→ **What you will do**: After locating the line that holds "each planned build", output it and all following lines word for word, stopping only at the end of the data.

----- Information -----

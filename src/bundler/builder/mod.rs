//! Bundle orchestration and coordination.
//!
//! - [`checksum`] - SHA-256 of relocated artifacts
//! - [`clean`] - removal of stale output directories
//! - [`plan`] - ordered build list from host and flags
//! - [`orchestrator`] - the [`Bundler`] running each planned build
//! - [`tool_detection`] - external tool lookup and PyInstaller installation

pub mod checksum;
pub mod clean;
pub mod orchestrator;
pub mod plan;
pub mod tool_detection;

pub use clean::clean_output_dirs;
pub use orchestrator::{BundledArtifact, Bundler};
pub use plan::{BuildPlan, BuildRequest};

-----

→ **Solution to the problem**:
//! - [`orchestrator`] - the [`Bundler`] running each planned build
//! - [`tool_detection`] - external tool lookup and PyInstaller installation

pub mod checksum;
pub mod clean;
pub mod orchestrator;
pub mod plan;
pub mod tool_detection;

pub use clean::clean_output_dirs;
pub use orchestrator::{BundledArtifact, Bundler};
pub use plan::{BuildPlan, BuildRequest};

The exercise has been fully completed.